采集技术先进:全网采集方案主要围绕DeepFlow® 采集器技术实现,采集器以进程形态部署,最大程度上避免对现网的影响,同时在操作系统上继承进程级保护优势,整体更稳定。
分布式处理系统:DeepFlow® 采集器采用分布式部署,采集器自身具备数据包处理能力,这设计巧妙地利用了云架构的优势,避免了流量采集后的集中处理,大大提升了系统整体性能。
场景全、规模大:方案基于云原生设计,涵盖裸金属、虚拟机、容器、公有云资源池等多种异构系统场景,整体系统可满足10万台节点的需求。
可管理性:平台主控制器具备对所有采集器的监控和管理能力。
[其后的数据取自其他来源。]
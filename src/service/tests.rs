use super::protocol::{ErrorBody, Reply, Request};
use super::*;
use crate::conversation::SessionMode;
use crate::corpus::Document;
use crate::embeddings::{ChunkingConfig, chunk_documents};
use crate::escalation::EscalationClassifier;
use crate::retrieval::Retriever;
use crate::testing::{KeywordEmbedder, ScriptedGenerator};
use tempfile::TempDir;

fn faq_index(embedder: &KeywordEmbedder) -> VectorIndex {
    let documents = vec![Document::new(
        Some("sample_faq.txt".to_string()),
        "Q: What is our return policy?\nA: Items can be returned within 30 days of purchase with receipt.",
    )];
    let chunks = chunk_documents(&documents, &ChunkingConfig::default()).expect("chunking");
    VectorIndex::build(chunks, embedder).expect("build should succeed")
}

fn service() -> SupportService {
    let embedder = Arc::new(KeywordEmbedder::new());
    let index = faq_index(&embedder);
    let orchestrator = AnswerOrchestrator::new(
        EscalationClassifier::rule_based_default().expect("default rules"),
        Retriever::new(embedder, 3),
        Arc::new(ScriptedGenerator::quoting()),
    );
    SupportService::new(orchestrator, index)
}

#[tokio::test]
async fn sessions_are_created_and_ended() {
    let service = service();
    let first = service.start_session().await;
    let second = service.start_session().await;

    assert_ne!(first, second);
    assert_eq!(service.session_count().await, 2);

    service.end_session(&first).await.expect("end should succeed");
    assert_eq!(service.session_count().await, 1);
    assert!(matches!(
        service.end_session(&first).await,
        Err(SupportError::SessionNotFound(_))
    ));
}

#[tokio::test]
async fn query_answers_and_updates_session() {
    let service = service();
    let session_id = service.start_session().await;

    let response = service
        .query(&session_id, "What is your return policy?".to_string())
        .await
        .expect("query should succeed");

    assert!(!response.escalate);
    assert!(response.response.contains("30 days"));
    let snapshot = service.session_snapshot(&session_id).await.expect("snapshot");
    assert_eq!(snapshot.turns().len(), 2);
}

#[tokio::test]
async fn unknown_session_is_reported() {
    let service = service();
    let result = service.query("missing", "hello".to_string()).await;
    assert!(matches!(result, Err(SupportError::SessionNotFound(_))));
}

#[tokio::test]
async fn escalation_flow_through_the_service() {
    let service = service();
    let session_id = service.start_session().await;

    let response = service
        .query(&session_id, "Let me speak to human support".to_string())
        .await
        .expect("query should succeed");
    assert!(response.escalate);

    service
        .agent_reply(&session_id, "An agent is here.")
        .await
        .expect("agent reply should succeed");
    service.resume(&session_id).await.expect("resume should succeed");

    let snapshot = service.session_snapshot(&session_id).await.expect("snapshot");
    assert_eq!(snapshot.mode(), SessionMode::Automated);
    assert_eq!(snapshot.turns().len(), 3);
}

#[tokio::test(flavor = "multi_thread", worker_threads = 4)]
async fn independent_sessions_run_concurrently() {
    let service = Arc::new(service());
    let mut handles = Vec::new();
    for _ in 0..8 {
        let service = Arc::clone(&service);
        handles.push(tokio::spawn(async move {
            let session_id = service.start_session().await;
            for _ in 0..3 {
                service
                    .query(&session_id, "What is your return policy?".to_string())
                    .await
                    .expect("query should succeed");
            }
            service.session_snapshot(&session_id).await.expect("snapshot")
        }));
    }

    for handle in handles {
        let session = handle.await.expect("task should not panic");
        assert_eq!(session.turns().len(), 6);
    }
}

#[tokio::test(flavor = "multi_thread", worker_threads = 4)]
async fn turns_within_a_session_are_serialised() {
    let service = Arc::new(service());
    let session_id = service.start_session().await;

    let mut handles = Vec::new();
    for i in 0..6 {
        let service = Arc::clone(&service);
        let session_id = session_id.clone();
        handles.push(tokio::spawn(async move {
            service
                .query(&session_id, format!("return question {}", i))
                .await
        }));
    }
    for handle in handles {
        handle
            .await
            .expect("task should not panic")
            .expect("query should succeed");
    }

    let snapshot = service.session_snapshot(&session_id).await.expect("snapshot");
    assert_eq!(snapshot.turns().len(), 12);
    for pair in snapshot.turns().chunks(2) {
        assert_eq!(pair[0].role, crate::conversation::Role::User);
        assert_eq!(pair[1].role, crate::conversation::Role::Assistant);
    }
}

#[tokio::test]
async fn swap_index_replaces_retrieval_source() {
    let service = service();
    let session_id = service.start_session().await;

    let old = service.swap_index(VectorIndex::empty("keyword-test")).await;
    assert_eq!(old.len(), 1);
    assert!(service.index().await.is_empty());

    let response = service
        .query(&session_id, "What is your return policy?".to_string())
        .await
        .expect("query should succeed");
    assert!(!response.response.contains("30 days"));
}

#[test]
fn start_refuses_without_an_index() {
    let temp_dir = TempDir::new().expect("Failed to create temp dir");
    let config = crate::config::Config::load_from(temp_dir.path()).expect("default config");

    let result = SupportService::start(
        &config,
        Arc::new(KeywordEmbedder::new()),
        Arc::new(ScriptedGenerator::quoting()),
    );
    assert!(matches!(result, Err(SupportError::IndexUnavailable(_))));
}

#[test]
fn start_loads_persisted_index() {
    let temp_dir = TempDir::new().expect("Failed to create temp dir");
    let config = crate::config::Config::load_from(temp_dir.path()).expect("default config");
    let embedder = Arc::new(KeywordEmbedder::new());
    faq_index(&embedder)
        .persist(&config.index_path())
        .expect("persist should succeed");

    let service = SupportService::start(&config, embedder, Arc::new(ScriptedGenerator::quoting()))
        .expect("service should start");
    let index = tokio::runtime::Runtime::new()
        .expect("runtime")
        .block_on(service.index());
    assert_eq!(index.len(), 1);
}

#[test]
fn requests_parse_from_tagged_json() {
    let request: Request = serde_json::from_str(r#"{"type":"start_session"}"#).expect("parse");
    assert_eq!(request, Request::StartSession);

    let request: Request =
        serde_json::from_str(r#"{"type":"query","session_id":"abc","query":"hi"}"#).expect("parse");
    assert_eq!(
        request,
        Request::Query {
            session_id: "abc".to_string(),
            query: "hi".to_string()
        }
    );

    let request: Request =
        serde_json::from_str(r#"{"type":"agent_reply","session_id":"abc","agent_reply":"hello"}"#)
            .expect("parse");
    assert_eq!(
        request,
        Request::AgentReply {
            session_id: "abc".to_string(),
            text: "hello".to_string()
        }
    );

    assert!(serde_json::from_str::<Request>(r#"{"type":"shutdown"}"#).is_err());
}

#[test]
fn replies_serialize_to_flat_objects() {
    let error = SupportError::InvalidTransition {
        action: "resume automated support",
        mode: SessionMode::Automated,
    };
    assert_eq!(
        serde_json::to_value(Reply::from(&error)).expect("serialize"),
        serde_json::json!({
            "error": {
                "kind": "invalid_transition",
                "message": "Invalid transition: cannot resume automated support while session is automated"
            }
        })
    );
    assert_eq!(
        serde_json::to_value(Reply::ack()).expect("serialize"),
        serde_json::json!({ "ok": true })
    );
}

#[tokio::test]
async fn serve_processes_one_reply_per_line() {
    let service = Arc::new(service());
    let session_id = service.start_session().await;
    let input = format!(
        "{}\n\n{}\nnot json\n{}\n",
        serde_json::json!({ "type": "query", "session_id": session_id, "query": "I need a manager" }),
        serde_json::json!({ "type": "query", "session_id": session_id, "query": "hello?" }),
        serde_json::json!({ "type": "resume", "session_id": "unknown" }),
    );

    let mut output = Vec::new();
    serve(
        Arc::clone(&service),
        tokio::io::BufReader::new(input.as_bytes()),
        &mut output,
    )
    .await
    .expect("serve should succeed");

    let replies: Vec<Reply> = String::from_utf8(output)
        .expect("utf8 output")
        .lines()
        .map(|line| serde_json::from_str(line).expect("reply is json"))
        .collect();

    assert_eq!(replies.len(), 4);
    assert!(matches!(&replies[0], Reply::Answer(r) if r.escalate));
    assert!(
        matches!(&replies[1], Reply::Answer(r) if r.escalate && r.response == service.orchestrator().pending_message())
    );
    assert!(matches!(
        &replies[2],
        Reply::Error { error: ErrorBody { kind, .. } } if kind == "invalid_request"
    ));
    assert!(matches!(
        &replies[3],
        Reply::Error { error: ErrorBody { kind, .. } } if kind == "session_not_found"
    ));
}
通过对接云平台使得操作贴近资源池特性,针对云资源的迁移、回收、重新部署等场景做到了实时策略跟随,保障采集能力在动态环境下的连续性。
数据服务化:高性能网络时序数据库可提供统一和强大的数据订阅服务,将网络数据采集能力服务化的同时,提高了后端业务分析工具的效率。
08
总结
DeepFlow® 混合云全网监控流量采集与分发解决方案为企业在混合云、云原生等新型IT基础设施环境演进过程中,提供完整地、可持续的平台级监控流量管理,避免重复投入,重复安装,解决实际网络监管难题,也为企业规划整体运维、安全平台补齐现网流量、流日志这一板块。本方案已应用于金融、运营商等客户IT环境中。